- [WHAT THIS TASK INVOLVES] Your job is to copy all the entries precisely as they stand.

*** SUPPLIED RECORDS ***

use anyhow::{Context, Result};
use clap::{CommandFactory, Parser};
use clap_complete::{generate, Shell};
use rayon::prelude::*;
use spellmark::cli::check::FileCheck;
use spellmark::cli::output::{self, FileReport, OutputFormat};
use spellmark::cli::review;
use spellmark::config::Overrides;
use spellmark::{Config, DictionaryDir, DictionarySource, HighlightStrategy, SpellChecker, UserDictionary};
use std::io;
use std::path::PathBuf;
use std::sync::Arc;
use tracing_subscriber::EnvFilter;

#[derive(Parser, Debug)]
#[command(name = "spellmark")]
#[command(version, about = "Spell-check files and show every misspelled word in place", long_about = None)]
struct Cli {
    /// Files to check
    #[arg(value_name = "FILES")]
    files: Vec<PathBuf>,

    /// Language/dictionary to use (e.g., en_US, en_GB)
    #[arg(short, long)]
    language: Option<String>,

    /// Directory holding <LANG>.dict or <LANG>.txt dictionaries
    #[arg(long, env = "SPELLMARK_DICT_DIR")]
    dict_dir: Option<PathBuf>,

    /// Personal dictionary file
    #[arg(long)]
    personal_dict: Option<PathBuf>,

    /// How flagged words are located in the text (pattern, tokens)
    #[arg(long)]
    highlight: Option<HighlightStrategy>,

    /// Output format (text, json)
    #[arg(short = 'o', long, default_value = "text")]
    format: OutputFormat,

    /// Disable colored output
    #[arg(long)]
    no_color: bool,

    /// Exit with code 0 even if errors are found
    #[arg(long)]
    no_fail: bool,

    /// Review each misspelled word: skip, ignore or add to the personal dictionary
    #[arg(short, long)]
    interactive: bool,

    /// Add words to personal dictionary
    #[arg(long)]
    add_to_dict: Vec<String>,

    /// Log what the checker is doing (SPELLMARK_LOG overrides)
    #[arg(short, long)]
    verbose: bool,

    /// Generate shell completion script
    #[arg(long, value_name = "SHELL")]
    completion: Option<Shell>,

    #[command(subcommand)]
    command: Option<Commands>,
}

#[derive(Parser, Debug)]
enum Commands {
    /// Dictionary management
    Dict {
        #[command(subcommand)]
        action: DictCommands,
    },
    /// Suggest corrections for a word
    Suggest {
        word: String,
    },
}

#[derive(Parser, Debug)]
enum DictCommands {
    /// List installed dictionaries
    List,
    /// Compile a word list (one word per line) into a dictionary
    Build {
        wordlist: PathBuf,
        /// Language code (e.g., en_US, en_GB, fr_FR)
        language: String,
    },
    /// Show dictionary info
    Info {
        /// Language code
        language: String,
    },
}

fn main() -> Result<()> {
    let mut cli = Cli::parse();
    init_tracing(cli.verbose);

    if let Some(shell) = cli.completion {
        let mut cmd = Cli::command();
        generate(shell, &mut cmd, "spellmark", &mut io::stdout());
        return Ok(());
    }

    let config = Config::load(Overrides {
        language: cli.language.clone(),
        personal_dictionary: cli.personal_dict.clone(),
        dictionary_dir: cli.dict_dir.clone(),
        highlight: cli.highlight,
    })?;

    let store = DictionaryDir::new(
        config
            .dictionary_dir
            .clone()
            .context("Failed to determine dictionary directory")?,
    )
    .with_max_suggestions(config.max_suggestions);
    let user_dictionary = UserDictionary::shared(
        config
            .personal_dictionary
            .clone()
            .context("Failed to determine personal dictionary path")?,
    );
    let colored = !cli.no_color;

    match cli.command.take() {
        Some(Commands::Dict { action }) => return handle_dict(action, &store, colored),
        Some(Commands::Suggest { word }) => {
            return suggest(&word, &config, &store, user_dictionary, colored)
        }
        None => {}
    }

    for word in &cli.add_to_dict {
        user_dictionary.add(word);
    }

    if cli.files.is_empty() {
        if !cli.add_to_dict.is_empty() {
            return Ok(());
        }
        anyhow::bail!("No files specified. Use --help for usage information.");
    }

    let store: Arc<dyn DictionarySource> = Arc::new(store);
    let total_flagged = if cli.interactive {
        check_interactive(&cli, &config, store, user_dictionary, colored)?
    } else {
        check_parallel(&cli, &config, store, user_dictionary, colored)?
    };

    if cli.format == OutputFormat::Text {
        output::print_check_summary(total_flagged, &cli.files, colored);
    }

    if total_flagged > 0 && !cli.no_fail {
        std::process::exit(1);
    }

    Ok(())
}

fn init_tracing(verbose: bool) {
    let filter = EnvFilter::try_from_env("SPELLMARK_LOG").unwrap_or_else(|_| {
        if verbose {
            EnvFilter::new("spellmark=debug,warn")
        } else {
            EnvFilter::new("warn")
        }
    });

    tracing_subscriber::fmt()
        .with_env_filter(filter)
        .with_writer(io::stderr)
        .with_target(false)
        .init();
}

/// Every file gets its own session; all of them share one user dictionary.
fn check_parallel(
    cli: &Cli,
    config: &Config,
    store: Arc<dyn DictionarySource>,
    user_dictionary: Arc<UserDictionary>,
    colored: bool,
) -> Result<usize> {
    let reports: Vec<Result<FileReport>> = cli
        .files
        .par_iter()
        .map(|path| {
            let check = FileCheck::open(path, config, store.clone(), user_dictionary.clone())?;
            let report = check.report();
            check.finish();
            Ok(report)
        })
        .collect();

    let mut checked = Vec::with_capacity(reports.len());
    for (path, report) in cli.files.iter().zip(reports) {
        match report {
            Ok(report) => checked.push(report),
            Err(e) => eprintln!("Error: {}: {:#}", path.display(), e),
        }
    }

    output::print_reports(&checked, colored, cli.format)?;
    Ok(checked.iter().map(FileReport::flagged).sum())
}

fn check_interactive(
    cli: &Cli,
    config: &Config,
    store: Arc<dyn DictionarySource>,
    user_dictionary: Arc<UserDictionary>,
    colored: bool,
) -> Result<usize> {
    let mut total = 0;

    for path in &cli.files {
        let check = match FileCheck::open(path, config, store.clone(), user_dictionary.clone()) {
            Ok(check) => check,
            Err(e) => {
                eprintln!("Error: {}: {:#}", path.display(), e);
                continue;
            }
        };

        let report = check.report();
        output::print_text_report(&report, colored);
        let (remaining, quit) = review::review(&check, &report, colored)?;
        check.finish();

        total += remaining;
        if quit {
            break;
        }
    }

    Ok(total)
}

fn suggest(
    word: &str,
    config: &Config,
    store: &DictionaryDir,
    user_dictionary: Arc<UserDictionary>,
    colored: bool,
) -> Result<()> {
    let dictionary = store.open(&config.language)?;
    if !user_dictionary.ensure_loaded() {
        eprintln!(
            "Warning: could not read personal dictionary {}",
            user_dictionary.path().display()
        );
    }

    let checker = SpellChecker::new(dictionary, user_dictionary);
    output::print_suggestions(word, checker.suggest(word).as_deref(), colored);
    Ok(())
}

fn handle_dict(action: DictCommands, store: &DictionaryDir, colored: bool) -> Result<()> {
    match action {
        DictCommands::List => {
            let infos = store.list()?;
            output::print_dictionaries(&infos, store.root(), colored);
        }
        DictCommands::Build { wordlist, language } => {
            let info = store.install_wordlist(&wordlist, &language)?;
            println!(
                "✓ Dictionary installed: {} ({} words)",
                info.path.display(),
                info.word_count
            );
        }
        DictCommands::Info { language } => {
            let info = store.info(&language)?;
            output::print_dictionary_info(&language, info.as_ref(), colored);
        }
    }
    Ok(())
}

*** End of SUPPLIED RECORDS ***

- [WRITTEN RESPONSE]
use anyhow::{Context, Result};
use clap::{CommandFactory, Parser};
use clap_complete::{generate, Shell};
use rayon::prelude::*;
use spellmark::cli::check::FileCheck;
use spellmark::cli::output::{self, FileReport, OutputFormat};
use spellmark::cli::review;
use spellmark::config::Overrides;
use spellmark::{Config, DictionaryDir, DictionarySource, HighlightStrategy, SpellChecker, UserDictionary};
use std::io;
use std::path::PathBuf;
use std::sync::Arc;
use tracing_subscriber::EnvFilter;

#[derive(Parser, Debug)]
#[command(name = "spellmark")]
#[command(version, about = "Spell-check files and show every misspelled word in place", long_about = None)]
struct Cli {
    /// Files to check
    #[arg(value_name = "FILES")]
    files: Vec<PathBuf>,

    /// Language/dictionary to use (e.g., en_US, en_GB)
    #[arg(short, long)]
    language: Option<String>,

    /// Directory holding <LANG>.dict or <LANG>.txt dictionaries
    #[arg(long, env = "SPELLMARK_DICT_DIR")]
    dict_dir: Option<PathBuf>,

    /// Personal dictionary file
    #[arg(long)]
    personal_dict: Option<PathBuf>,

    /// How flagged words are located in the text (pattern, tokens)
    #[arg(long)]
    highlight: Option<HighlightStrategy>,

    /// Output format (text, json)
    #[arg(short = 'o', long, default_value = "text")]
    format: OutputFormat,

    /// Disable colored output
    #[arg(long)]
    no_color: bool,

    /// Exit with code 0 even if errors are found
    #[arg(long)]
    no_fail: bool,

    /// Review each misspelled word: skip, ignore or add to the personal dictionary
    #[arg(short, long)]
    interactive: bool,

    /// Add words to personal dictionary
    #[arg(long)]
    add_to_dict: Vec<String>,

    /// Log what the checker is doing (SPELLMARK_LOG overrides)
    #[arg(short, long)]
    verbose: bool,

    /// Generate shell completion script
    #[arg(long, value_name = "SHELL")]
    completion: Option<Shell>,

    #[command(subcommand)]
    command: Option<Commands>,
}

#[derive(Parser, Debug)]
enum Commands {
    /// Dictionary management
    Dict {
        #[command(subcommand)]
        action: DictCommands,
    },
    /// Suggest corrections for a word
    Suggest {
        word: String,
    },
}

#[derive(Parser, Debug)]
enum DictCommands {
    /// List installed dictionaries
    List,
    /// Compile a word list (one word per line) into a dictionary
    Build {
        wordlist: PathBuf,
        /// Language code (e.g., en_US, en_GB, fr_FR)
        language: String,
    },
    /// Show dictionary info
    Info {
        /// Language code
        language: String,
    },
}

fn main() -> Result<()> {
    let mut cli = Cli::parse();
    init_tracing(cli.verbose);

    if let Some(shell) = cli.completion {
        let mut cmd = Cli::command();
        generate(shell, &mut cmd, "spellmark", &mut io::stdout());
        return Ok(());
    }

    let config = Config::load(Overrides {
        language: cli.language.clone(),
        personal_dictionary: cli.personal_dict.clone(),
        dictionary_dir: cli.dict_dir.clone(),
        highlight: cli.highlight,
    })?;

    let store = DictionaryDir::new(
        config
            .dictionary_dir
            .clone()
            .context("Failed to determine dictionary directory")?,
    )
    .with_max_suggestions(config.max_suggestions);
    let user_dictionary = UserDictionary::shared(
        config
            .personal_dictionary
            .clone()
            .context("Failed to determine personal dictionary path")?,
    );
    let colored = !cli.no_color;

    match cli.command.take() {
        Some(Commands::Dict { action }) => return handle_dict(action, &store, colored),
        Some(Commands::Suggest { word }) => {
            return suggest(&word, &config, &store, user_dictionary, colored)
        }
        None => {}
    }

    for word in &cli.add_to_dict {
        user_dictionary.add(word);
    }

    if cli.files.is_empty() {
        if !cli.add_to_dict.is_empty() {
            return Ok(());
        }
        anyhow::bail!("No files specified. Use --help for usage information.");
    }

    let store: Arc<dyn DictionarySource> = Arc::new(store);
    let total_flagged = if cli.interactive {
        check_interactive(&cli, &config, store, user_dictionary, colored)?
    } else {
        check_parallel(&cli, &config, store, user_dictionary, colored)?
    };

    if cli.format == OutputFormat::Text {
        output::print_check_summary(total_flagged, &cli.files, colored);
    }

    if total_flagged > 0 && !cli.no_fail {
        std::process::exit(1);
    }

    Ok(())
}

fn init_tracing(verbose: bool) {
    let filter = EnvFilter::try_from_env("SPELLMARK_LOG").unwrap_or_else(|_| {
        if verbose {
            EnvFilter::new("spellmark=debug,warn")
        } else {
            EnvFilter::new("warn")
        }
    });

    tracing_subscriber::fmt()
        .with_env_filter(filter)
        .with_writer(io::stderr)
        .with_target(false)
        .init();
}

/// Every file gets its own session; all of them share one user dictionary.
fn check_parallel(
    cli: &Cli,
    config: &Config,
    store: Arc<dyn DictionarySource>,
    user_dictionary: Arc<UserDictionary>,
    colored: bool,
) -> Result<usize> {
    let reports: Vec<Result<FileReport>> = cli
        .files
        .par_iter()
        .map(|path| {
            let check = FileCheck::open(path, config, store.clone(), user_dictionary.clone())?;
            let report = check.report();
            check.finish();
            Ok(report)
        })
        .collect();

    let mut checked = Vec::with_capacity(reports.len());
    for (path, report) in cli.files.iter().zip(reports) {
        match report {
            Ok(report) => checked.push(report),
            Err(e) => eprintln!("Error: {}: {:#}", path.display(), e),
        }
    }

    output::print_reports(&checked, colored, cli.format)?;
    Ok(checked.iter().map(FileReport::flagged).sum())
}

fn check_interactive(
    cli: &Cli,
    config: &Config,
    store: Arc<dyn DictionarySource>,
    user_dictionary: Arc<UserDictionary>,
    colored: bool,
) -> Result<usize> {
    let mut total = 0;

    for path in &cli.files {
        let check = match FileCheck::open(path, config, store.clone(), user_dictionary.clone()) {
            Ok(check) => check,
            Err(e) => {
                eprintln!("Error: {}: {:#}", path.display(), e);
                continue;
            }
        };

        let report = check.report();
        output::print_text_report(&report, colored);
        let (remaining, quit) = review::review(&check, &report, colored)?;
        check.finish();

        total += remaining;
        if quit {
            break;
        }
    }

    Ok(total)
}

fn suggest(
    word: &str,
    config: &Config,
    store: &DictionaryDir,
    user_dictionary: Arc<UserDictionary>,
    colored: bool,
) -> Result<()> {
    let dictionary = store.open(&config.language)?;
    if !user_dictionary.ensure_loaded() {
        eprintln!(
            "Warning: could not read personal dictionary {}",
            user_dictionary.path().display()
        );
    }

    let checker = SpellChecker::new(dictionary, user_dictionary);
    output::print_suggestions(word, checker.suggest(word).as_deref(), colored);
    Ok(())
}

fn handle_dict(action: DictCommands, store: &DictionaryDir, colored: bool) -> Result<()> {
    match action {
        DictCommands::List => {
            let infos = store.list()?;
            output::print_dictionaries(&infos, store.root(), colored);
        }
        DictCommands::Build { wordlist, language } => {
            let info = store.install_wordlist(&wordlist, &language)?;
            println!(
                "✓ Dictionary installed: {} ({} words)",
                info.path.display(),
                info.word_count
            );
        }
        DictCommands::Info { language } => {
            let info = store.info(&language)?;
            output::print_dictionary_info(&language, info.as_ref(), colored);
        }
    }
    Ok(())
}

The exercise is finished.